Home Cooking: Which 2020 Democrats get the most cash from their home state?
Now that the early fundraising numbers for the Democratic presidential candidates have been processed and reported, one can take a closer look into where each candidate is receiving the most financial support. Even with such a crowded primary, more often than not candidates shared the same few states.
The Democratic coastal strongholds — California and New York
Unsurprisingly, the staunchly liberal and populous state of California was the top contributing state. With numerous wealthy tech workers in Silicon Valley and celebrities in Los Angeles, Democrats reaped in cash. Sen. Kamala Harris (D-Calif.) who served as attorney general for California before her election to the Senate, got $4.4 million from Golden State donors in the first quarter. In fact, 56 percent of all her funds came from in-state contributions.
California was also the top contributing state for a number of candidates who don’t call the state home — Sen. Bernie Sanders (I-Vt.) with $816,619, South Bend, Ind. Mayor Pete Buttigieg with $522,312, Rep. Tulsi Gabbard (D-Hawaii) with $318,373 and New York-native entrepreneur Andrew Yang with $125,151.
In fact, every Democratic candidate had California as being one of their top four contributing states.
Like California, New York is another solidly blue state full of deep-pocketed donors.
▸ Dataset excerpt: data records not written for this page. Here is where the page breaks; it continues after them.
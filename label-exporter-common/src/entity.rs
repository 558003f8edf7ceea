use serde::{Deserialize, Serialize};
use std::collections::HashMap;
use std::fmt;

/// Stable identity of a tracked resource.
///
/// Ordered by namespace first, then name, so iteration over a keyed map
/// groups entities per namespace.
#[derive(Debug, Clone, PartialEq, Eq, PartialOrd, Ord, Hash, Serialize, Deserialize)]
pub struct EntityKey {
    pub namespace: String,
    pub name: String,
}

impl EntityKey {
    /// Create a new entity key.
    pub fn new(namespace: impl Into<String>, name: impl Into<String>) -> Self {
        Self {
            namespace: namespace.into(),
            name: name.into(),
        }
    }
}

impl fmt::Display for EntityKey {
    fn fmt(&self, f: &mut fmt::Formatter<'_>) -> fmt::Result {
        write!(f, "{}/{}", self.namespace, self.name)
    }
}

/// Resource kinds the exporter knows how to track.
#[derive(Debug, Clone, Copy, PartialEq, Eq, PartialOrd, Ord, Hash, Serialize, Deserialize)]
#[serde(rename_all = "lowercase")]
pub enum EntityKind {
    Pod,
}

impl EntityKind {
    /// Get the string representation used in key expressions.
    pub fn as_str(&self) -> &'static str {
        match self {
            EntityKind::Pod => "pods",
        }
    }

    /// Resolve a key expression segment to a kind.
    pub fn from_segment(segment: &str) -> Option<Self> {
        match segment {
            "pods" => Some(EntityKind::Pod),
            _ => None,
        }
    }
}

impl fmt::Display for EntityKind {
    fn fmt(&self, f: &mut fmt::Formatter<'_>) -> fmt::Result {
        write!(f, "{}", self.as_str())
    }
}

/// Object metadata carried by an event source payload.
#[derive(Debug, Clone, Default, PartialEq, Eq, Serialize, Deserialize)]
pub struct ObjectMeta {
    pub namespace: String,
    pub name: String,

    /// Full label map of the object at publication time.
    #[serde(default, skip_serializing_if = "HashMap::is_empty")]
    pub labels: HashMap<String, String>,
}

/// A resource object as published by the event source.
#[derive(Debug, Clone, PartialEq, Eq, Serialize, Deserialize)]
pub struct EntityObject {
    /// Object kind as reported by the source (e.g. "Pod").
    #[serde(default)]
    pub kind: Option<String>,

    pub metadata: ObjectMeta,
}

impl EntityObject {
    /// Create a new object with no labels.
    pub fn new(namespace: impl Into<String>, name: impl Into<String>) -> Self {
        Self {
            kind: None,
            metadata: ObjectMeta {
                namespace: namespace.into(),
                name: name.into(),
                labels: HashMap::new(),
            },
        }
    }

    /// Set the object kind.
    pub fn with_kind(mut self, kind: impl Into<String>) -> Self {
        self.kind = Some(kind.into());
        self
    }

    /// Add a label to this object.
    pub fn with_label(mut self, key: impl Into<String>, value: impl Into<String>) -> Self {
        self.metadata.labels.insert(key.into(), value.into());
        self
    }

    /// Add multiple labels to this object.
    pub fn with_labels(mut self, labels: HashMap<String, String>) -> Self {
        self.metadata.labels.extend(labels);
        self
    }

    /// The identity of this object.
    pub fn key(&self) -> EntityKey {
        EntityKey::new(&self.metadata.namespace, &self.metadata.name)
    }
}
While it appeared as a top state for every candidate except Gabbard, the state’s donors particularly liked their native daughter — Sen. Kirsten Gillibrand (D-N.Y.). Gillibrand was the only candidate to collect more money from New York than any other state, raking almost $1.3 million or 51 percent of all her fundraising from her fellow New Yorkers.
Making his home just across the river from the Big Apple, Sen. Cory Booker (D-N.J.) also made out well with New Yorkers. Donors from the state contributed around $1.8 million to Booker, good for his second-strongest state behind New Jersey where he got $1.9 million.
Home state favorites
Washington Governor Jay Inslee received the highest percentage from his home in the first quarter, taking in a whopping 68 percent of his contributions from Washington donors. Part of that may reflect the struggles Inslee has had getting name recognition elsewhere in the country as he often doesn’t crack 1 percent in polling.
Another candidate that has struggled to break through at the national level is former Colorado Governor John Hickenlooper. Lacking widespread national attention, Hickenlooper raised 60 percent of his contributions from Colorado, giving him the second-highest in-state percentage among 2020 Democrats.
Despite smashing records in his unsuccessful Senate campaign and becoming a national name, former Rep. Beto O’Rourke (D-Texas) has recently seen his star dim and his fundraising eclipsed by other candidates. The vast majority of contributions to his presidential campaign came from Texas — nearly $2.2 million or 56 percent. This is close to the same amount of in-state support he got in his 2018 Senate bid, when around 54 percent of his contributions came from Texans. Six of his top 10 metro areas were all in Texas. His next closest state was California with only $389,693.
Former Rep. John Delaney (D-Md.) struggled with fundraising early on, but has gotten most of his financial support from local sources — Maryland and Washington D.C.The D.C. metro area itself contributed $150,773.
Sen. Elizabeth Warren (D-Mass.) found some of her support close to home. Massachusetts donors contributed $432,537, much of which came from the Boston metro area. However, the majority of her money, 75 percent, flowed in from out-of-state likely from the extensive fundraising system she built as a household name among Democrats.
Sen. Amy Klobuchar (D-Minn.) received $1.2 million from the Land of 10,000 Lakes, more than any other state.. Most of her money, 64 percent, came from elsewhere —- not surprising as Democratic donors are mostly concentrated in other states.
Another candidate struggling to break out of the 21-person field is former San Antonio Mayor and Housing and Urban Development Secretary Julian Castro. Like fellow Texan O’Rourke, he raised most of his money from the Lone Star state — 57 percent.
As one of the main frontrunners of the race thus far and armed with an extensive donor database, Sanders notched the highest percentage of out-of-state donations with 98 percent. Vermont’s small population and lack of big donors spurred the creation of Sanders’ impressive national fundraising apparatus he debuted as the runner-up in the 2016 primaries.
Also with an extremely high out-of-state donor percentage is Gabbard, another candidate from a state with a small population — she brought in 93 percent from donors outside Hawaii.
Buttigieg also boasts a high out-of-state number, 89 percent, as he comes from the small and relatively conservative Indiana. He has connected exceptionally well with big Democratic donors in California and New York.
A trending figure among Internet users, Yang, a New York native, has received 86 percent of his contributions from out-of-state donors lending to the grassroots nature of his support.
Note: Candidates Joe Biden, Tim Ryan, Eric Swalwell, Seth Moulton and Mike Gravel were not included since they did not file a first quarter report.